*Instructions for the task*
Please give back, word for word, only the lines starting at the one containing "display patient number." and ending at the one containing "B still holds" within the material below.
*** Opening of Provided information ***
//! Patient record operations.

use tracing::{debug, info, warn};

use super::{ClinicStore, RecordError, RecordKind, RecordResult};
use crate::models::{Patient, PatientInput};
use crate::validation::{check_contact_unique, check_patient_id_free};

impl ClinicStore {
    /// Register a new patient.
    ///
    /// A blank `patient_id` gets the next free generated number.
    pub fn add_patient(&mut self, input: PatientInput) -> RecordResult<Patient> {
        check_contact_unique(&self.patients, &input, None)
            .inspect_err(|e| warn!(error = %e, "Rejected new patient"))?;

        let patient_id = match requested_patient_id(&input) {
            Some(requested) => {
                check_patient_id_free(&self.patients, &requested, None)
                    .inspect_err(|e| warn!(error = %e, "Rejected new patient"))?;
                requested
            }
            None => self.next_patient_number(),
        };

        let patient = Patient::from_input(patient_id, input, self.clock.now());
        info!(patient_id = %patient.patient_id, "Patient added");
        self.patients.push(patient.clone());
        Ok(patient)
    }

    /// Replace the editable fields of the patient with internal ID `id`.
    ///
    /// A blank `patient_id` keeps the current display number.
    pub fn update_patient(&mut self, id: &str, input: PatientInput) -> RecordResult<Patient> {
        let index = self
            .patients
            .iter()
            .position(|p| p.id == id)
            .ok_or_else(|| RecordError::not_found(RecordKind::Patient, id))?;

        check_contact_unique(&self.patients, &input, Some(id))
            .inspect_err(|e| warn!(error = %e, id, "Rejected patient update"))?;

        let patient_id = match requested_patient_id(&input) {
            Some(requested) => {
                check_patient_id_free(&self.patients, &requested, Some(id))
                    .inspect_err(|e| warn!(error = %e, id, "Rejected patient update"))?;
                requested
            }
            None => self.patients[index].patient_id.clone(),
        };

        let now = self.clock.now();
        let patient = &mut self.patients[index];
        patient.apply(patient_id, input, now);
        info!(patient_id = %patient.patient_id, "Patient updated");
        Ok(patient.clone())
    }

    /// Remove the patient with internal ID `id`. Returns whether one was removed.
    ///
    /// Appointments and bills referring to the patient are left alone.
    pub fn delete_patient(&mut self, id: &str) -> bool {
        let before = self.patients.len();
        self.patients.retain(|p| p.id != id);
        let removed = self.patients.len() < before;
        if removed {
            info!(id, "Patient deleted");
        } else {
            debug!(id, "No patient to delete");
        }
        removed
    }

    /// Get a patient by internal ID.
    pub fn get_patient(&self, id: &str) -> Option<&Patient> {
        self.patients.iter().find(|p| p.id == id)
    }

    /// Get a patient by display number, e.g. "P001".
    pub fn find_patient(&self, patient_id: &str) -> Option<&Patient> {
        find_patient(&self.patients, patient_id)
    }

    pub fn search_patients(&self, term: &str) -> Vec<&Patient> {
        search_patients(&self.patients, term)
    }

    /// Count + 1, bumped past any number already taken.
    fn next_patient_number(&self) -> String {
        let mut n = self.patients.len() + 1;
        loop {
            let candidate = self.config.patient_number(n);
            if find_patient(&self.patients, &candidate).is_none() {
                return candidate;
            }
            n += 1;
        }
    }
}

fn requested_patient_id(input: &PatientInput) -> Option<String> {
    input
        .patient_id
        .as_deref()
        .map(str::trim)
        .filter(|id| !id.is_empty())
        .map(str::to_string)
}

/// Exact lookup by display patient number.
pub fn find_patient<'a>(patients: &'a [Patient], patient_id: &str) -> Option<&'a Patient> {
    patients.iter().find(|p| p.patient_id == patient_id)
}

/// Patients matching a search term, in collection order.
///
/// Patient number, names and e-mail match case-insensitively; the mobile
/// phone matches as typed.
pub fn search_patients<'a>(patients: &'a [Patient], term: &str) -> Vec<&'a Patient> {
    let needle = term.to_lowercase();
    patients
        .iter()
        .filter(|p| {
            p.patient_id.to_lowercase().contains(&needle)
                || p.first_name.to_lowercase().contains(&needle)
                || p.last_name.to_lowercase().contains(&needle)
                || p.email.to_lowercase().contains(&needle)
                || p.mobile_phone.contains(term)
        })
        .collect()
}

#[cfg(test)]
mod tests {
    use super::*;
    use crate::config::ClinicConfig;
    use crate::models::Gender;
    use crate::records::{ContactField, ManualClock};
    use chrono::{Duration, TimeZone, Utc};
    use std::sync::Arc;

    fn setup_store() -> ClinicStore {
        let start = Utc.with_ymd_and_hms(2024, 3, 1, 9, 0, 0).unwrap();
        let clock = ManualClock::ticking(start, Duration::seconds(1));
        ClinicStore::with_clock(ClinicConfig::default(), Arc::new(clock))
    }

    fn input(first: &str, email: &str, phone: &str) -> PatientInput {
        PatientInput::new(first, "Doe", Gender::Male, email, phone)
    }

    #[test]
    fn test_add_generates_patient_number() {
        let mut store = setup_store();

        let first = store.add_patient(input("John", "john@x.com", "+1")).unwrap();
        let second = store.add_patient(input("Jane", "jane@x.com", "+2")).unwrap();

        assert_eq!(first.patient_id, "P001");
        assert_eq!(second.patient_id, "P002");
        assert_eq!(store.patients().len(), 2);
    }

    #[test]
    fn test_generated_number_skips_taken() {
        let mut store = setup_store();
        let a = store.add_patient(input("A", "a@x.com", "+1")).unwrap();
        store.add_patient(input("B", "b@x.com", "+2")).unwrap();
        store.delete_patient(&a.id);

        // One patient left, so count + 1 = P002, which B still holds
        let c = store.add_patient(input("C", "c@x.com", "+3")).unwrap();
        assert_eq!(c.patient_id, "P003");
    }

    #[test]
    fn test_add_keeps_requested_patient_id() {
        let mut store = setup_store();
        let mut new = input("John", "john@x.com", "+1");
        new.patient_id = Some(" P100 ".into());

        let patient = store.add_patient(new).unwrap();
        assert_eq!(patient.patient_id, "P100");
    }

    #[test]
    fn test_add_rejects_duplicate_contact_without_mutation() {
        let mut store = setup_store();
        store.add_patient(input("John", "john@x.com", "+1")).unwrap();

        let err = store
            .add_patient(input("Jane", "john@x.com", "+2"))
            .unwrap_err();
        assert!(matches!(
            err,
            RecordError::DuplicateContact {
                field: ContactField::Email,
                ..
            }
        ));
        assert_eq!(store.patients().len(), 1);
    }

    #[test]
    fn test_add_rejects_taken_patient_id() {
        let mut store = setup_store();
        store.add_patient(input("John", "john@x.com", "+1")).unwrap();

        let mut dup = input("Jane", "jane@x.com", "+2");
        dup.patient_id = Some("P001".into());
        assert_eq!(
            store.add_patient(dup),
            Err(RecordError::DuplicatePatientId("P001".into()))
        );
        assert_eq!(store.patients().len(), 1);
    }

    #[test]
    fn test_update_refreshes_last_edited() {
        let mut store = setup_store();
        let patient = store.add_patient(input("John", "john@x.com", "+1")).unwrap();

        let mut changed = PatientInput::from(&patient);
        changed.remarks = "Follow-up in 2 weeks".into();
        let updated = store.update_patient(&patient.id, changed).unwrap();

        assert_eq!(updated.id, patient.id);
        assert_eq!(updated.remarks, "Follow-up in 2 weeks");
        assert_eq!(updated.created_at, patient.created_at);
        assert!(updated.last_edited_date > patient.last_edited_date);
    }

    #[test]
    fn test_update_blank_patient_id_keeps_number() {
        let mut store = setup_store();
        let patient = store.add_patient(input("John", "john@x.com", "+1")).unwrap();

        let mut changed = PatientInput::from(&patient);
        changed.patient_id = None;
        let updated = store.update_patient(&patient.id, changed).unwrap();
        assert_eq!(updated.patient_id, "P001");
    }

    #[test]
    fn test_update_unknown_id() {
        let mut store = setup_store();
        let err = store
            .update_patient("missing", input("John", "john@x.com", "+1"))
            .unwrap_err();
        assert_eq!(err, RecordError::not_found(RecordKind::Patient, "missing"));
    }

    #[test]
    fn test_update_rejects_other_patients_phone() {
        let mut store = setup_store();
        let john = store.add_patient(input("John", "john@x.com", "+1")).unwrap();
        store.add_patient(input("Jane", "jane@x.com", "+2")).unwrap();

        let mut changed = PatientInput::from(&john);
        changed.mobile_phone = "+2".into();
        let err = store.update_patient(&john.id, changed).unwrap_err();
        assert!(matches!(
            err,
            RecordError::DuplicateContact {
                field: ContactField::MobilePhone,
                ..
            }
        ));
        assert_eq!(store.get_patient(&john.id).unwrap().mobile_phone, "+1");
    }

    #[test]
    fn test_delete_missing_is_silent() {
        let mut store = setup_store();
        store.add_patient(input("John", "john@x.com", "+1")).unwrap();

        assert!(!store.delete_patient("missing"));
        assert_eq!(store.patients().len(), 1);
    }

    #[test]
    fn test_search_case_insensitive_fields() {
        let mut store = setup_store();
        store.add_patient(input("John", "John.Doe@Example.com", "+1234567890")).unwrap();
        store.add_patient(input("Sarah", "sarah@example.com", "+1987654321")).unwrap();

        assert_eq!(store.search_patients("p001").len(), 1);
        assert_eq!(store.search_patients("JOHN")[0].first_name, "John");
        assert_eq!(store.search_patients("john.doe@").len(), 1);
        assert_eq!(store.search_patients("doe").len(), 2);
        assert_eq!(store.search_patients("98765").len(), 1);
        assert_eq!(store.search_patients("").len(), 2);
        assert!(store.search_patients("nobody").is_empty());
    }

    #[test]
    fn test_search_preserves_order() {
        let mut store = setup_store();
        store.add_patient(input("Zed", "z@x.com", "+1")).unwrap();
        store.add_patient(input("Amy", "a@x.com", "+2")).unwrap();

        let names: Vec<_> = store
            .search_patients("@x.com")
            .iter()
            .map(|p| p.first_name.as_str())
            .collect();
        assert_eq!(names, vec!["Zed", "Amy"]);
    }
}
*** Close of Provided information ***
*Answer space*
/// Exact lookup by display patient number.
pub fn find_patient<'a>(patients: &'a [Patient], patient_id: &str) -> Option<&'a Patient> {
    patients.iter().find(|p| p.patient_id == patient_id)
}

/// Patients matching a search term, in collection order.
///
/// Patient number, names and e-mail match case-insensitively; the mobile
/// phone matches as typed.
pub fn search_patients<'a>(patients: &'a [Patient], term: &str) -> Vec<&'a Patient> {
    let needle = term.to_lowercase();
    patients
        .iter()
        .filter(|p| {
            p.patient_id.to_lowercase().contains(&needle)
                || p.first_name.to_lowercase().contains(&needle)
                || p.last_name.to_lowercase().contains(&needle)
                || p.email.to_lowercase().contains(&needle)
                || p.mobile_phone.contains(term)
        })
        .collect()
}

#[cfg(test)]
mod tests {
    use super::*;
    use crate::config::ClinicConfig;
    use crate::models::Gender;
    use crate::records::{ContactField, ManualClock};
    use chrono::{Duration, TimeZone, Utc};
    use std::sync::Arc;

    fn setup_store() -> ClinicStore {
        let start = Utc.with_ymd_and_hms(2024, 3, 1, 9, 0, 0).unwrap();
        let clock = ManualClock::ticking(start, Duration::seconds(1));
        ClinicStore::with_clock(ClinicConfig::default(), Arc::new(clock))
    }

    fn input(first: &str, email: &str, phone: &str) -> PatientInput {
        PatientInput::new(first, "Doe", Gender::Male, email, phone)
    }

    #[test]
    fn test_add_generates_patient_number() {
        let mut store = setup_store();

        let first = store.add_patient(input("John", "john@x.com", "+1")).unwrap();
        let second = store.add_patient(input("Jane", "jane@x.com", "+2")).unwrap();

        assert_eq!(first.patient_id, "P001");
        assert_eq!(second.patient_id, "P002");
        assert_eq!(store.patients().len(), 2);
    }

    #[test]
    fn test_generated_number_skips_taken() {
        let mut store = setup_store();
        let a = store.add_patient(input("A", "a@x.com", "+1")).unwrap();
        store.add_patient(input("B", "b@x.com", "+2")).unwrap();
        store.delete_patient(&a.id);

        // One patient left, so count + 1 = P002, which B still holds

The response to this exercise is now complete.